BACKGROUND:  The desirable distance, defined as offset, between the central line of the superior vena cava (SVC) and the intra-atrial conduit after an intra-atrial conduit (IAC) Fontan's procedure remained unclear. We compared the hemodynamic features using virtual surgery with different offset designs in our study.

METHODS:  Three-dimensional models of IAC Fontan's procedure were reconstructed according to the magnetic resonance imagings (MRIs) of three patients, then four models for each patient with different offsets equaling 100, 67, 33, and 0% of the diameter of the IVC were reconstructed. Computational fluid dynamics (CFD) were performed in each model to predict the best hemodynamic features, including streamlines of blood flow, wall shear stress (WSS), energy loss (EL), and the hepatic flow distribution (HFD) ratio.

RESULTS:  Comprehensive evaluation of WSS, EL, and HFD revealed than an offset of 33% presents the best hemodynamic performance among the three patients modeled.

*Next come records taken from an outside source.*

use tracing::{debug, warn};

use crate::graph::{Capacity, Edge, Terminal};
use crate::segmentation::seeds::Seeds;
use crate::segmentation::volume::Volume;

pub const MIN_CAPACITY: Capacity = 1;
pub const MAX_CAPACITY: Capacity = 256;

/// Turns a normalized cost in [0, 1] into an integer capacity in
/// `MIN_CAPACITY..=MAX_CAPACITY`. Out-of-range costs are clamped first.
pub fn scale_cost(cost: f64) -> Capacity {
    if cost.is_nan() {
        return MIN_CAPACITY;
    }
    (255.0 * cost.clamp(0.0, 1.0)).floor() as Capacity + 1
}

/// Assigns edge capacities for a segmentation run.
pub trait CostFunction {
    /// Called once per run, before any capacity is requested.
    fn prepare(&mut self, volume: &Volume, seeds: &Seeds);

    fn capacity(&self, volume: &Volume, edge: &Edge) -> Capacity;
}

/// Intensity statistics of a volume and its seeds, all on intensities
/// normalized to [0, 1].
#[derive(Clone, Copy, Debug, PartialEq)]
pub struct IntensityStatistics {
    pub minimum: f64,
    pub maximum: f64,
    pub mean: f64,
    pub deviation: f64,
    pub foreground_mean: f64,
    pub foreground_deviation: f64,
    pub background_mean: f64,
    pub background_deviation: f64,
}

fn mean_and_deviation(values: &[f64]) -> (f64, f64) {
    if values.is_empty() {
        return (0.0, 0.0);
    }
    let count = values.len() as f64;
    let mean = values.iter().sum::<f64>() / count;
    let variance = values.iter().map(|v| (v - mean).powi(2)).sum::<f64>() / count;
    (mean, variance.sqrt())
}

impl IntensityStatistics {
    pub fn compute(volume: &Volume, seeds: &Seeds) -> Self {
        let intensities = volume.intensities();
        let minimum = intensities.iter().copied().fold(f64::INFINITY, f64::min);
        let maximum = intensities.iter().copied().fold(f64::NEG_INFINITY, f64::max);
        let range = maximum - minimum;
        let normalize = |value: f64| if range > 0.0 { (value - minimum) / range } else { 0.0 };

        let normalized: Vec<f64> = intensities.iter().map(|&v| normalize(v)).collect();
        let (mean, deviation) = mean_and_deviation(&normalized);

        let seed_statistics = |terminal: Terminal| {
            let values: Vec<f64> = seeds
                .points(terminal)
                .iter()
                .map(|&seed| normalize(volume.intensity_at(seed)))
                .collect();
            let (seed_mean, seed_deviation) = mean_and_deviation(&values);
            // too few distinct seeds to estimate a spread
            if seed_deviation > f64::EPSILON {
                (seed_mean, seed_deviation)
            } else {
                (seed_mean, deviation)
            }
        };
        let (foreground_mean, foreground_deviation) = seed_statistics(Terminal::Source);
        let (background_mean, background_deviation) = seed_statistics(Terminal::Sink);

        Self {
            minimum,
            maximum,
            mean,
            deviation,
            foreground_mean,
            foreground_deviation,
            background_mean,
            background_deviation,
        }
    }

    pub fn has_contrast(&self) -> bool {
        self.maximum > self.minimum
    }

    pub fn normalize(&self, intensity: f64) -> f64 {
        if self.has_contrast() {
            (intensity - self.minimum) / (self.maximum - self.minimum)
        } else {
            0.0
        }
    }
}

/// Region and boundary terms from intensities.
///
/// A voxel's SOURCE edge grows with its distance from the background seeds'
/// mean and its SINK edge with its distance from the foreground mean, both in
/// units of the seeds' deviation. Grid edges fall off as a Gaussian of the
/// intensity difference.
#[derive(Clone, Debug, Default)]
pub struct IntensityCostFunction {
    statistics: Option<IntensityStatistics>,
}

impl IntensityCostFunction {
    pub fn new() -> Self {
        Self::default()
    }

    pub fn statistics(&self) -> Option<&IntensityStatistics> {
        self.statistics.as_ref()
    }

    fn terminal_cost(statistics: &IntensityStatistics, intensity: f64, terminal: Terminal) -> f64 {
        let (mean, deviation) = match terminal {
            Terminal::Source => (statistics.background_mean, statistics.background_deviation),
            Terminal::Sink => (statistics.foreground_mean, statistics.foreground_deviation),
        };
        (intensity - mean).abs() / deviation.max(f64::EPSILON)
    }

    fn boundary_cost(statistics: &IntensityStatistics, intensity1: f64, intensity2: f64) -> f64 {
        let deviation = statistics.deviation.max(f64::EPSILON);
        (-(intensity1 - intensity2).powi(2) / (2.0 * deviation.powi(2))).exp()
    }
}

impl CostFunction for IntensityCostFunction {
    fn prepare(&mut self, volume: &Volume, seeds: &Seeds) {
        let statistics = IntensityStatistics::compute(volume, seeds);
        if statistics.has_contrast() {
            debug!(?statistics, "intensity statistics");
        } else {
            warn!(
                intensity = statistics.minimum,
                "volume has uniform intensity, every edge gets the minimum capacity"
            );
        }
        self.statistics = Some(statistics);
    }

    fn capacity(&self, volume: &Volume, edge: &Edge) -> Capacity {
        let statistics = match &self.statistics {
            Some(statistics) if statistics.has_contrast() => statistics,
            _ => return MIN_CAPACITY,
        };
        let intensity = |node: usize| statistics.normalize(volume.intensity(node));

        let cost = match (edge.terminal(), edge.grid_node()) {
            (Some(terminal), Some(node)) => Self::terminal_cost(statistics, intensity(node), terminal),
            _ => {
                let (node1, node2) = match (edge.node1().grid(), edge.node2().grid()) {
                    (Some(node1), Some(node2)) => (node1, node2),
                    _ => panic!("grid edge {edge:?} has a terminal endpoint"),
                };
                Self::boundary_cost(statistics, intensity(node1), intensity(node2))
            }
        };
        scale_cost(cost)
    }
}
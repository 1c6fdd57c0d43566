//! Save-state snapshot of a chip instance
//!
//! The snapshot carries only primary state; everything derivable from it
//! (total level with key scaling, cached frequency increments, resolved
//! envelope rate parameters, the wavetable selection, the idle counter) is
//! recomputed when the snapshot is loaded.

use crate::channel::Channel;
use crate::fixedpoint::{FixedPoint, FreqIndex};
use crate::slot::{EnvelopeState, Slot};
use crate::tables::INSTRUMENT_ROM;
use crate::Ym2413;
use bincode::{Decode, Encode};
use std::array;

#[derive(Debug, Clone, Copy, PartialEq, Eq, Encode, Decode)]
pub struct SlotState {
    pub waveform: u8,
    pub phase: u32,
    pub tl: i32,
    pub egout: i32,
    pub sl: i32,
    pub state: EnvelopeState,
    pub op1_out: [i32; 2],
    pub eg_sustain: bool,
    pub fb_shift: u8,
    pub key: u8,
    pub ar: u32,
    pub dr: u32,
    pub rr: u32,
    pub ksr_shift: u8,
    pub ksl: u8,
    pub mul: u32,
    pub am_mask: u32,
    pub vib: bool,
}

#[derive(Debug, Clone, Copy, PartialEq, Eq, Encode, Decode)]
pub struct ChannelState {
    pub slots: [SlotState; 2],
    pub instvol_r: u8,
    pub block_fnum: u16,
    pub fc: u32,
    pub ksl_base: i32,
    pub sus: bool,
}

#[derive(Debug, Clone, PartialEq, Eq, Encode, Decode)]
pub struct Ym2413State {
    pub registers: [u8; 0x40],
    pub user_instrument: [u8; 8],
    pub channels: [ChannelState; 9],
    pub eg_cnt: u32,
    pub noise_rng: u32,
    pub lfo_am_cnt: u32,
    pub lfo_pm_cnt: u32,
    pub rhythm: bool,
}

impl Slot {
    fn save_state(&self) -> SlotState {
        SlotState {
            waveform: self.waveform,
            phase: self.phase.raw(),
            tl: self.tl,
            egout: self.egout,
            sl: self.sl,
            state: self.state,
            op1_out: self.op1_out,
            eg_sustain: self.eg_sustain,
            fb_shift: self.fb_shift,
            key: self.key,
            ar: self.ar,
            dr: self.dr,
            rr: self.rr,
            ksr_shift: self.ksr_shift,
            ksl: self.ksl,
            mul: self.mul,
            am_mask: self.am_mask,
            vib: self.vib,
        }
    }

    fn load_state(&mut self, state: &SlotState) {
        self.waveform = state.waveform;
        self.phase = FreqIndex::from_raw(state.phase);
        self.tl = state.tl;
        self.egout = state.egout;
        self.sl = state.sl;
        self.state = state.state;
        self.op1_out = state.op1_out;
        self.eg_sustain = state.eg_sustain;
        self.fb_shift = state.fb_shift;
        self.key = state.key;
        self.ar = state.ar;
        self.dr = state.dr;
        self.rr = state.rr;
        self.ksr_shift = state.ksr_shift;
        self.ksl = state.ksl;
        self.mul = state.mul;
        self.am_mask = state.am_mask;
        self.vib = state.vib;
        // tll, freq and the resolved envelope rates are restored by the
        // caller through update_frequency()
    }
}

impl Channel {
    fn save_state(&self) -> ChannelState {
        ChannelState {
            slots: [self.modulator.save_state(), self.carrier.save_state()],
            instvol_r: self.instvol_r,
            block_fnum: self.settings.block_fnum,
            fc: self.settings.fc.raw(),
            ksl_base: self.settings.ksl_base,
            sus: self.settings.sus,
        }
    }

    fn load_state(&mut self, state: &ChannelState) {
        self.modulator.load_state(&state.slots[0]);
        self.carrier.load_state(&state.slots[1]);
        self.instvol_r = state.instvol_r;
        self.settings.block_fnum = state.block_fnum;
        self.settings.fc = FreqIndex::from_raw(state.fc);
        self.settings.ksl_base = state.ksl_base;
        self.settings.sus = state.sus;

        let settings = self.settings;
        self.modulator.update_frequency(settings);
        self.carrier.update_frequency(settings);
    }
}

impl Ym2413 {
    #[must_use]
    pub fn save_state(&self) -> Ym2413State {
        Ym2413State {
            registers: self.reg,
            user_instrument: self.inst_tab[0],
            channels: array::from_fn(|ch| self.channels[ch].save_state()),
            eg_cnt: self.eg_cnt,
            noise_rng: self.noise_rng,
            lfo_am_cnt: self.lfo.am_cnt.raw(),
            lfo_pm_cnt: self.lfo.pm_cnt.raw(),
            rhythm: self.rhythm,
        }
    }

    pub fn load_state(&mut self, state: &Ym2413State) {
        self.reg = state.registers;
        self.inst_tab = INSTRUMENT_ROM;
        self.inst_tab[0] = state.user_instrument;
        for (channel, channel_state) in self.channels.iter_mut().zip(&state.channels) {
            channel.load_state(channel_state);
        }
        self.eg_cnt = state.eg_cnt;
        self.noise_rng = state.noise_rng;
        self.lfo.am_cnt = FixedPoint::from_raw(state.lfo_am_cnt);
        self.lfo.pm_cnt = FixedPoint::from_raw(state.lfo_pm_cnt);
        self.rhythm = state.rhythm;
        self.idle_samples = 0;
    }
}
//! Реестр наблюдателей «товар снова в наличии».
//!
//! - `registry`: `ObservableRegistry`, политики удаления и доставки.
//! - `subscriber`: трейт `Subscriber`, дескриптор `SubscriberRef`,
//!   подписчик-замыкание `FnSubscriber`.
//! - `alerts`: готовые подписчики `EmailAlert` и `DeviceAlert`.
//! - `sink`: получатели строк уведомлений (`tracing`, stdout, память).
//! - `report`: итог рассылки `NotifyReport`.

pub mod alerts;
pub mod registry;
pub mod report;
pub mod sink;
pub mod subscriber;

pub use alerts::*;
pub use registry::*;
pub use report::*;
pub use sink::*;
pub use subscriber::*;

In patient A, an offset of 33% resulted in the best HFD (left pulmonary artery/right pulmonary artery [LPA/RPA] = 35/65%). In patient B, the best trade-off between HFD (35/65%), and WSS was achieved with an offset of 33%. In patient C, EL peaked at an offset of 0% and significantly dropped at an offset of 33% with a desirable HFD (60/40%).

CONCLUSIONS:  We verified that the offset distance influences hemodynamic performance in IAC Fontan's procedure. Considering several hemodynamic parameters, the best trade-offs between hemorheology, pulmonary perfusion, and energy efficiency were achieved at an offset of 33%. This distance should be taken into consideration and optimized during the surgical planning for the IAC Fontan's procedure.